The true test of a newly purchased classic is its first long run. Hundreds of miles on a journey taking in the UK’s busy roads are likely to show up any faults or flaws that might need attention or sow the seeds of regret.
Attending a friend’s wedding in Kent seemed to be an ideal opportunity for the Turbo R to stretch its legs as well as lend a sense of occasion to the trip – although it wouldn’t be deployed as a wedding car.
While the bulk of the mileage would be completed on motorways there would be a fair share of sweeping A-roads and country lanes.
At 25 years old, my Turbo R is a more relaxing motorway tool than most of the modern cars I get to drive, with barely 2,000rpm on the clock at 70mph in top gear (my old Jensen SP showed a rather more urgent 2,800rpm) and the only noise intrusion from the 245/45 section tyres and wind rushing around the A-pillars.

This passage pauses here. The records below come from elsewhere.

//
//  rollbar-provider
//  api/invitations.rs
//
//  Created by Ngonidzashe Mangudya on 2026/10/19.
//  Copyright (c) 2026 IAMNGONI. All rights reserved.
//

//! # Rollbar Invitation API
//!
//! Invitations are created through
//! [`TeamsService::invite_user`](super::teams::TeamsService::invite_user)
//! and tracked here until they are accepted or cancelled.
//!
//! ## API Endpoints
//!
//! ```text
//! GET    /invite/{id}
//! DELETE /invite/{id}
//! ```
//!
//! ## The invite response
//!
//! Inviting an email address has two possible outcomes, and Rollbar signals
//! which one happened only through the shape of the body:
//!
//! ```json
//! {"err": 0, "message": "The given email address has been added to the team"}
//! {"err": 0, "result": {"id": 9, "to_email": "a@b.c", "status": "pending"}}
//! ```
//!
//! [`InvitationResponse::outcome`] turns this into an [`InviteOutcome`].

use once_cell::sync::Lazy;
use regex::Regex;
use serde::{Deserialize, Serialize};

use super::client::RollbarClient;
use super::common::{ApiError, Envelope, Response};
use crate::auth::TokenScope;

/// Message Rollbar returns when the invited address already has an account.
static ADDED_MESSAGE_RE: Lazy<Regex> = Lazy::new(|| {
    Regex::new(r"given email address has been added").expect("Invalid regex")
});

/// Represents an invitation to a team.
#[derive(Debug, Clone, Default, PartialEq, Eq, Serialize, Deserialize)]
pub struct Invitation {
    #[serde(default, skip_serializing_if = "Option::is_none")]
    pub id: Option<u64>,

    #[serde(default, skip_serializing_if = "Option::is_none")]
    pub from_user_id: Option<u64>,

    #[serde(default, skip_serializing_if = "Option::is_none")]
    pub team_id: Option<u64>,

    #[serde(default, skip_serializing_if = "Option::is_none")]
    pub to_email: Option<String>,

    /// `pending`, `accepted`, `rejected` or `canceled`.
    #[serde(default, skip_serializing_if = "Option::is_none")]
    pub status: Option<String>,

    #[serde(default, skip_serializing_if = "Option::is_none")]
    pub date_created: Option<i64>,

    #[serde(default, skip_serializing_if = "Option::is_none")]
    pub date_redeemed: Option<i64>,
}

impl Invitation {
    /// Returns `true` once the invitee has accepted.
    pub fn is_accepted(&self) -> bool {
        self.status.as_deref() == Some("accepted")
    }
}

/// Body returned by `POST /team/{id}/invites`.
#[derive(Debug, Clone, Default, PartialEq, Eq, Serialize, Deserialize)]
pub struct InvitationResponse {
    #[serde(rename = "err", default, skip_serializing_if = "Option::is_none")]
    pub error_count: Option<i64>,

    #[serde(default, skip_serializing_if = "Option::is_none")]
    pub message: Option<String>,

    #[serde(default, skip_serializing_if = "Option::is_none")]
    pub result: Option<Invitation>,
}

/// What happened when an email address was invited to a team.
#[derive(Debug, Clone, PartialEq, Eq)]
pub enum InviteOutcome {
    /// The address belongs to an existing user, who was added directly.
    Added,
    /// An invitation was sent.
    Invited(Invitation),
    /// Neither a known message nor an invitation came back.
    Unexpected,
}

impl InviteOutcome {
    /// The status recorded for a team/user association.
    pub fn status(&self) -> Option<&'static str> {
        match self {
            Self::Added => Some("added"),
            Self::Invited(_) => Some("invited"),
            Self::Unexpected => None,
        }
    }
}

impl InvitationResponse {
    /// Classifies the response.
    ///
    /// A populated `result` wins over the message.
    pub fn outcome(&self) -> InviteOutcome {
        if let Some(invitation) = &self.result {
            return InviteOutcome::Invited(invitation.clone());
        }

        match &self.message {
            Some(message) if ADDED_MESSAGE_RE.is_match(message) => InviteOutcome::Added,
            _ => InviteOutcome::Unexpected,
        }
    }
}

/// Invitation operations. Obtained through [`RollbarClient::invitations`].
#[derive(Debug, Clone, Copy)]
pub struct InvitationsService<'a> {
    client: &'a RollbarClient,
}

impl<'a> InvitationsService<'a> {
    const SCOPE: TokenScope = TokenScope::Account;

    pub(crate) fn new(client: &'a RollbarClient) -> Self {
        Self { client }
    }

    /// Gets a single invitation.
    pub async fn get(&self, invite_id: u64) -> Result<(Envelope<Invitation>, Response), ApiError> {
        self.client
            .get(Self::SCOPE, &format!("/invite/{}", invite_id))
            .await
    }

    /// Cancels a pending invitation.
    pub async fn cancel(&self, invite_id: u64) -> Result<Response, ApiError> {
        self.client
            .delete(Self::SCOPE, &format!("/invite/{}", invite_id))
            .await
    }
}

#[cfg(test)]
mod tests {
    use super::*;

    #[test]
    fn test_outcome_added() {
        let response: InvitationResponse = serde_json::from_str(
            r#"{"err": 0, "message": "The given email address has been added to the team"}"#,
        )
        .unwrap();
        assert_eq!(response.outcome(), InviteOutcome::Added);
        assert_eq!(response.outcome().status(), Some("added"));
    }

    #[test]
    fn test_outcome_invited() {
        let response: InvitationResponse = serde_json::from_str(
            r#"{"err": 0, "result": {"id": 9, "team_id": 4, "to_email": "a@b.c", "status": "pending"}}"#,
        )
        .unwrap();
        match response.outcome() {
            InviteOutcome::Invited(invitation) => {
                assert_eq!(invitation.id, Some(9));
                assert!(!invitation.is_accepted());
            }
            other => panic!("unexpected outcome {:?}", other),
        }
    }

    #[test]
    fn test_outcome_unexpected() {
        let response: InvitationResponse =
            serde_json::from_str(r#"{"err": 0, "message": "something else"}"#).unwrap();
        assert_eq!(response.outcome(), InviteOutcome::Unexpected);
        assert_eq!(InvitationResponse::default().outcome(), InviteOutcome::Unexpected);
    }
}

Off the motorway, the motor car feels more agile than it looks. A chassis set-up 50% stiffer than the Bentley Mulsanne of the 1980s did much to disguise its 2,300kg bulk, and the retro-fit 17-inch alloys also make it feel a little more surefooted when clinging on to the asphalt around corners.
But it still pays to be circumspect on single-track roads with blind bends.
One of the other wedding guests had travelled in a modern Bentley – a 2012 Continental GT – and it was interesting to park them alongside each other and witness how the brand and the products had evolved in the previous two decades.
A fairer comparison, perhaps, would be the latest Mulsanne rather than the Volkswagen-derived cars, but the Conti shows how the marque has tried to recapture some of its sports heritage (despite being barely any lighter than my Turbo R) in the sweeping lines of the current products.
My Turbo R, which was introduced a few years after the Mulsanne Turbo, was only the start of trying to differentiate Bentley from the Rolls-Royce motor cars, and now with the flying B owned by Volkswagen Group and the Spirit of Ecstasy under BMW control the different paths taken by both are much more obvious.
As the Turbo R completed its 330-mile round trip, it occurred to me that more than 300 miles were covered on a single tank of unleaded. It equated to 19.1mpg – a figure I was very happy with.